▶ [Excerpted data]:
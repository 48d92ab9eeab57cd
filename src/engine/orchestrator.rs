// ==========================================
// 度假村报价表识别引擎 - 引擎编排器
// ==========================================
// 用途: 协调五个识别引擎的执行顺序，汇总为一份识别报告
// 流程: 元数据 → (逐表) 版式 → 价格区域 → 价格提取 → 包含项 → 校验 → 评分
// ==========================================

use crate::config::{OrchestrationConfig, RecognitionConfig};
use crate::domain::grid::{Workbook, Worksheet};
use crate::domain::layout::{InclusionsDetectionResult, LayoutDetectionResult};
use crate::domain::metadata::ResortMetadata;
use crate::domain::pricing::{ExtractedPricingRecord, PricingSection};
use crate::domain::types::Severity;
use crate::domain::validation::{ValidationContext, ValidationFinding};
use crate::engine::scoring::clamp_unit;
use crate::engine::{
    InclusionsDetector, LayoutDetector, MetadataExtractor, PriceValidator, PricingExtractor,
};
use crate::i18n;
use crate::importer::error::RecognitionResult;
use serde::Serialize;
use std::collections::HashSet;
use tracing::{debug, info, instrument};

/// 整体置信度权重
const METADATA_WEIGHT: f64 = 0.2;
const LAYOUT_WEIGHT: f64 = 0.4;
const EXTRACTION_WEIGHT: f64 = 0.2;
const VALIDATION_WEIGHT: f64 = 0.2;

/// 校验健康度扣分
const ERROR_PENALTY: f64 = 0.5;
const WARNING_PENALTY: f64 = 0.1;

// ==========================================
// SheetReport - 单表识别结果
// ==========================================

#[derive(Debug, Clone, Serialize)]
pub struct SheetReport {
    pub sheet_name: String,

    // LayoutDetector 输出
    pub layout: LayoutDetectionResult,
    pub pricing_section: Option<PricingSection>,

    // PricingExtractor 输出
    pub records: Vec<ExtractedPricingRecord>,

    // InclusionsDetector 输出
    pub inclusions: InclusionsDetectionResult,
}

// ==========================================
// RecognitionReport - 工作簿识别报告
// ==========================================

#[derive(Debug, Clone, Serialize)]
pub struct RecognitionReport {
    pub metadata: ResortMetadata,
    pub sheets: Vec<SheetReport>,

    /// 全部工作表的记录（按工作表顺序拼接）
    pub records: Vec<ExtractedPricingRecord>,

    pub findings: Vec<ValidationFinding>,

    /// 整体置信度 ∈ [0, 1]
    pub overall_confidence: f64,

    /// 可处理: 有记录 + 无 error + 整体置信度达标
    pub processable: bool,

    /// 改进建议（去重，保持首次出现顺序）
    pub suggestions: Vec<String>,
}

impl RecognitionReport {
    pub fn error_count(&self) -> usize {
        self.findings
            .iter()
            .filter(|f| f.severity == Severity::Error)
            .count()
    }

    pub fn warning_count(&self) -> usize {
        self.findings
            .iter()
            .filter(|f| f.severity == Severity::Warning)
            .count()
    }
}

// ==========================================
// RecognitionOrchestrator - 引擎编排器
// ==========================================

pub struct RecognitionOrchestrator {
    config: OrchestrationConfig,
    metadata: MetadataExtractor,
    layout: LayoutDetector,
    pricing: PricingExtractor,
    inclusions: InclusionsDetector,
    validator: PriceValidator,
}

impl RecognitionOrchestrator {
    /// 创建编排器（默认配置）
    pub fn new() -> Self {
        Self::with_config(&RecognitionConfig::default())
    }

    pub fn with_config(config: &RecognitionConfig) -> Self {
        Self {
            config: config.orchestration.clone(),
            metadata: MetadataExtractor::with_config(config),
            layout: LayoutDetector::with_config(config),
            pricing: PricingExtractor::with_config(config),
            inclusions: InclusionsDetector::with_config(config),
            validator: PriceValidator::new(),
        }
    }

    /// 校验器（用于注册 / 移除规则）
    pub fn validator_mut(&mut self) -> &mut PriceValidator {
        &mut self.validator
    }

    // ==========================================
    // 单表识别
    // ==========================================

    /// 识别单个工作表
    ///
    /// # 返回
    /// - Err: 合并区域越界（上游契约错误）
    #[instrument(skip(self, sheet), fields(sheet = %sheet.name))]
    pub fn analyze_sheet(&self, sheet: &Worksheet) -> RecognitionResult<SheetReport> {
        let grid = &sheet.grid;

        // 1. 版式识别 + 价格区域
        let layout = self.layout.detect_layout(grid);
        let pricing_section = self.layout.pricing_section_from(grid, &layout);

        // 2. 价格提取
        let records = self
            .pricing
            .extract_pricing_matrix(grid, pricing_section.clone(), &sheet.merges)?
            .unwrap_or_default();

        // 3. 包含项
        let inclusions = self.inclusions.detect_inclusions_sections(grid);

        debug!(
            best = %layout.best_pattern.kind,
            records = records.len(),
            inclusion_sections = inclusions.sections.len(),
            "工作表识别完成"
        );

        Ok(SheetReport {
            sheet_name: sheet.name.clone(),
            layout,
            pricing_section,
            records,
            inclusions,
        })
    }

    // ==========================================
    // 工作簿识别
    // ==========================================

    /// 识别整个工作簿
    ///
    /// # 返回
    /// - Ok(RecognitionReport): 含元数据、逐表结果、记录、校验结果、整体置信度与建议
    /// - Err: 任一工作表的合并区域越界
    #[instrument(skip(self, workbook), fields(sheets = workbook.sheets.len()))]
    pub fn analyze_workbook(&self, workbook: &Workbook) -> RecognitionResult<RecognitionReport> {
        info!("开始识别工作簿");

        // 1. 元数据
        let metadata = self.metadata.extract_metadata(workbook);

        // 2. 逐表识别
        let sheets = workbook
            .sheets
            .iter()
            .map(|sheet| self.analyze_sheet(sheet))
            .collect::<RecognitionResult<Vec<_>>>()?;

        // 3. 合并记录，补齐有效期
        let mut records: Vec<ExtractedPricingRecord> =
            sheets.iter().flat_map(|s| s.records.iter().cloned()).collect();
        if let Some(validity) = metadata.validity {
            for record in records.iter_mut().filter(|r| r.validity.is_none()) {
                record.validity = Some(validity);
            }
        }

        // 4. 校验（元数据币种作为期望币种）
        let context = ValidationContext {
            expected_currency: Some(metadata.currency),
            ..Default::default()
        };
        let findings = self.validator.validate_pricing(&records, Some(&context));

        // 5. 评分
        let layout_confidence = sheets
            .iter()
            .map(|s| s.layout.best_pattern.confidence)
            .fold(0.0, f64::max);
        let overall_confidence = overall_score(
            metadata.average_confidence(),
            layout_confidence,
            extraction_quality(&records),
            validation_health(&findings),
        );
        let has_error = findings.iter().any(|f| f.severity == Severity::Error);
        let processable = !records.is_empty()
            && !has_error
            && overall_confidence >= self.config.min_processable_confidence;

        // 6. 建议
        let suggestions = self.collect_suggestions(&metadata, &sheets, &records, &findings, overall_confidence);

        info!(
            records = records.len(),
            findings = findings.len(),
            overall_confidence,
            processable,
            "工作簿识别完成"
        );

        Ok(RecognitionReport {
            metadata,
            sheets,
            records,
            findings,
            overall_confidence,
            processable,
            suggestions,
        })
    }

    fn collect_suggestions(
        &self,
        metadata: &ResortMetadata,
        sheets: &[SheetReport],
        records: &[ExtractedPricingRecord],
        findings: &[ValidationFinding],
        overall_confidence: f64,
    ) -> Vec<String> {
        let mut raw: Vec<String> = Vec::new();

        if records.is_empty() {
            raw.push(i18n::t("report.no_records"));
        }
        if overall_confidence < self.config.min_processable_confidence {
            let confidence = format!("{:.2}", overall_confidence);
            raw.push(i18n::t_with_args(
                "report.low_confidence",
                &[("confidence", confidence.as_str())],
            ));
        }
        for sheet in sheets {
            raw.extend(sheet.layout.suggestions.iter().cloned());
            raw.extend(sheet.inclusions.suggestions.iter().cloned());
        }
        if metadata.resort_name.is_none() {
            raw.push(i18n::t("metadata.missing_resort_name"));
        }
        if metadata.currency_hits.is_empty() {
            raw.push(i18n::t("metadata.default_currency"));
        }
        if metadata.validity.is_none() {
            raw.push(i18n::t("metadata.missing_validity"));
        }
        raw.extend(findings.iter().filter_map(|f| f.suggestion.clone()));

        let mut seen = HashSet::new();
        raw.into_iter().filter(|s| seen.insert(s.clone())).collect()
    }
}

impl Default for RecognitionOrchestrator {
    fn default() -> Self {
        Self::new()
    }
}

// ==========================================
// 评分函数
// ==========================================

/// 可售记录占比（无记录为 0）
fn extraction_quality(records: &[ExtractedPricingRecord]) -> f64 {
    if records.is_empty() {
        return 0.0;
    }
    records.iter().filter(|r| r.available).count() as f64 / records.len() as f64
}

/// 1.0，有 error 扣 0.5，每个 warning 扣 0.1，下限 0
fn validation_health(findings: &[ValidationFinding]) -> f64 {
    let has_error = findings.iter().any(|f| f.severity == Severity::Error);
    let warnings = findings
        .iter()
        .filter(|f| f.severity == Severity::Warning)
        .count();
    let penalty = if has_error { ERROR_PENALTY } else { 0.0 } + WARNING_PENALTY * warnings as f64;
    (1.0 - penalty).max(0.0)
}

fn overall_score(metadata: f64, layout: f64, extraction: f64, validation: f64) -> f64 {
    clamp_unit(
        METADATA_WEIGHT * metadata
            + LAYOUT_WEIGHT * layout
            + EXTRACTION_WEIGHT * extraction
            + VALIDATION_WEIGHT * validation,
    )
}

---

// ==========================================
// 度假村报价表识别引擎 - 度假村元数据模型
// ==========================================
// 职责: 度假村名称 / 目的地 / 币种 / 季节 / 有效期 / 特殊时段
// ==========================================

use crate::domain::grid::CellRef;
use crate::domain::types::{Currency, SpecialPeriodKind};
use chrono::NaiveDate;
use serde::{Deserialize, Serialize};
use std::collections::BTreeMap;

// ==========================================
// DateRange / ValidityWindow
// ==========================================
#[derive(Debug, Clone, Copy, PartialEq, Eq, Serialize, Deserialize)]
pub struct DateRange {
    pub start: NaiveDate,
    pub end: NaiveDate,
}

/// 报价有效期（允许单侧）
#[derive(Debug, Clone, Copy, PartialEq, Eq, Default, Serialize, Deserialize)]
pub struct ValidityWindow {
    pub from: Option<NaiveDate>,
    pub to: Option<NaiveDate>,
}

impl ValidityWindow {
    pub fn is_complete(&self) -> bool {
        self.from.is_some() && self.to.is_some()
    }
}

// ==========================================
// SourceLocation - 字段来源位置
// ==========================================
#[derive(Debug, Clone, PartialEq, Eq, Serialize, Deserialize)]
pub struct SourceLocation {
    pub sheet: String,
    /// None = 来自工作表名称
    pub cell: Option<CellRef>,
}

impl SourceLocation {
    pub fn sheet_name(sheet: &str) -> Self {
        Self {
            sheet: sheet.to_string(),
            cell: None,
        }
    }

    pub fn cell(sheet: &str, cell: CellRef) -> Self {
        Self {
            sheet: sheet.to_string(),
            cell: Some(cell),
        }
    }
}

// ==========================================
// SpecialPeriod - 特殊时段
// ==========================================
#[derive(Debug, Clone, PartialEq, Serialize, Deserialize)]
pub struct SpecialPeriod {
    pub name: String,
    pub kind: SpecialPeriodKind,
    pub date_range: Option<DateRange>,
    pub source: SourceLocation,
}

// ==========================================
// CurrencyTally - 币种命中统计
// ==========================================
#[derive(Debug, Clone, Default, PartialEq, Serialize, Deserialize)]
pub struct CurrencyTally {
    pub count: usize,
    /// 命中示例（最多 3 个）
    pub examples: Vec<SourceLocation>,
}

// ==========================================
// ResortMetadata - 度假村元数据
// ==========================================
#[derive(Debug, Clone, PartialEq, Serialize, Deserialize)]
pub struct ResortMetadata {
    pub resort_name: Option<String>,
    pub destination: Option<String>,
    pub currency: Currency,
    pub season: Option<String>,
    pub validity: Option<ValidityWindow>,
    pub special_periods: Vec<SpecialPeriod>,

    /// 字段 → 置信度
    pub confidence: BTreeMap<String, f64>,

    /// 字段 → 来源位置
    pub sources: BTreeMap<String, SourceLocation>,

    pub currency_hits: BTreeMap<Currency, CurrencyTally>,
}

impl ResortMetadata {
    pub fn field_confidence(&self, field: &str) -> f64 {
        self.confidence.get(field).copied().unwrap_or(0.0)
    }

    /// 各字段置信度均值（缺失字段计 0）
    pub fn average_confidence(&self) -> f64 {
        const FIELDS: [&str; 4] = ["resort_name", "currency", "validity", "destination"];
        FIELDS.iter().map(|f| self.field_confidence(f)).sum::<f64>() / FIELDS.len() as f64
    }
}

--

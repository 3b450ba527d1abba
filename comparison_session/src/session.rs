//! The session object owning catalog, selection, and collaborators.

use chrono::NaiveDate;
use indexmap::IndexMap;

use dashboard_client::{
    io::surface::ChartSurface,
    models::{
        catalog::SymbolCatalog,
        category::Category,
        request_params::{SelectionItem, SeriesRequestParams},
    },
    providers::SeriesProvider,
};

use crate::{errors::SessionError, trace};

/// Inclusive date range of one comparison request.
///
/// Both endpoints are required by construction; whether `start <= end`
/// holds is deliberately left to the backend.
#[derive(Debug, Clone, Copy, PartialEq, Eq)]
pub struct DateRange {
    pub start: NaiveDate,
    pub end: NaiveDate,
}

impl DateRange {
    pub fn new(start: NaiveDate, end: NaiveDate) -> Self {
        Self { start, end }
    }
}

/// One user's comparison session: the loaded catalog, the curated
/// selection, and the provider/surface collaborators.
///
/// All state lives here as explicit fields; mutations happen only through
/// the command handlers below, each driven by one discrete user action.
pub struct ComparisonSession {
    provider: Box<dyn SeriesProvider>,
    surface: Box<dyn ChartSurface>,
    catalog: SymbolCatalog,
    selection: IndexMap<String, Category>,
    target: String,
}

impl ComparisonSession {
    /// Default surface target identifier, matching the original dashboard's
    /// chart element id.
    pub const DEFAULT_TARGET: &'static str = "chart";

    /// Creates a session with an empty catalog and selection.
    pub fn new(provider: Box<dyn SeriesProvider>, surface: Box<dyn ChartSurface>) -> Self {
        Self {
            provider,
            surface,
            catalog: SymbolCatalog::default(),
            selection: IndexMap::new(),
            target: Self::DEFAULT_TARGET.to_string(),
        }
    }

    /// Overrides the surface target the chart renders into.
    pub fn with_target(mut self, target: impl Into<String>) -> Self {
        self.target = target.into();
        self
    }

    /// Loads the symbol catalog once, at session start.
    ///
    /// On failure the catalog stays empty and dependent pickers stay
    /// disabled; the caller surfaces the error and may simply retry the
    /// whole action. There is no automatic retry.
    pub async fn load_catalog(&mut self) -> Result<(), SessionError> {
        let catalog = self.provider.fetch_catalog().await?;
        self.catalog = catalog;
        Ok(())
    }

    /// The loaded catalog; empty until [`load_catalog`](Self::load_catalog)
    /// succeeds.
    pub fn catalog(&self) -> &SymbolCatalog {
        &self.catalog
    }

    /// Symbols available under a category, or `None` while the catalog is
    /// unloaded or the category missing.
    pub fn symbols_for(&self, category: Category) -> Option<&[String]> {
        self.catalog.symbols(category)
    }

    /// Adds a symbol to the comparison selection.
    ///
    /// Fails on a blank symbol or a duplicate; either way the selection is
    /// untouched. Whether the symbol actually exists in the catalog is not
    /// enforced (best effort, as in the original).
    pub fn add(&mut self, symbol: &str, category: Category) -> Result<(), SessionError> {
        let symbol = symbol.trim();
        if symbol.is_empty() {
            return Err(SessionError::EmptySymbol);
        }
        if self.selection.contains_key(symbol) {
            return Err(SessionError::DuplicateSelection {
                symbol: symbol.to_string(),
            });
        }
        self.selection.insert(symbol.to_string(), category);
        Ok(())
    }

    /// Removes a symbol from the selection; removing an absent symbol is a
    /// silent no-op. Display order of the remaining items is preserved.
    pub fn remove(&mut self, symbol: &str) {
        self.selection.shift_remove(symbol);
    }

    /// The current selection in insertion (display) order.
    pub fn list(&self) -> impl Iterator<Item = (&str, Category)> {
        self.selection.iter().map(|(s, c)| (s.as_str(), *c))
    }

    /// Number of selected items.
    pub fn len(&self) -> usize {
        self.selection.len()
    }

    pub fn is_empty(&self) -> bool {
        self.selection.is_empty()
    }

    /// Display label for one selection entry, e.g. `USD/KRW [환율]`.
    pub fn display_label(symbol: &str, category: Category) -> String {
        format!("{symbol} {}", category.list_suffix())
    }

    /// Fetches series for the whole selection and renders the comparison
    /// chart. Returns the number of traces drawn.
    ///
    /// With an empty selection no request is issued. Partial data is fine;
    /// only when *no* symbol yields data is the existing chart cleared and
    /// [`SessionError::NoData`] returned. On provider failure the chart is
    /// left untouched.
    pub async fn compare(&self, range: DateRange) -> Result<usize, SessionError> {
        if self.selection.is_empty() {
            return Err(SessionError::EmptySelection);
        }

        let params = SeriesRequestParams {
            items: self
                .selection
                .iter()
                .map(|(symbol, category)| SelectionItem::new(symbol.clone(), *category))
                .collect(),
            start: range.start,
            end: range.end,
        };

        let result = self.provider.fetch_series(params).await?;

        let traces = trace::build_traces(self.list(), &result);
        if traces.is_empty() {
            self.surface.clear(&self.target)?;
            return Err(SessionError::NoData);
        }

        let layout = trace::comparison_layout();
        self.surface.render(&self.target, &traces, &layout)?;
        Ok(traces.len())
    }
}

▶ [Aim of the task]:
Return every line of the data above in which "start" appears.

▶ [Answer section]:
    pub start: NaiveDate,
/// Both endpoints are required by construction; whether `start <= end`
    pub start: NaiveDate,
    pub fn new(start: NaiveDate, end: NaiveDate) -> Self {
        Self { start, end }
    /// Loads the symbol catalog once, at session start.
            start: range.start,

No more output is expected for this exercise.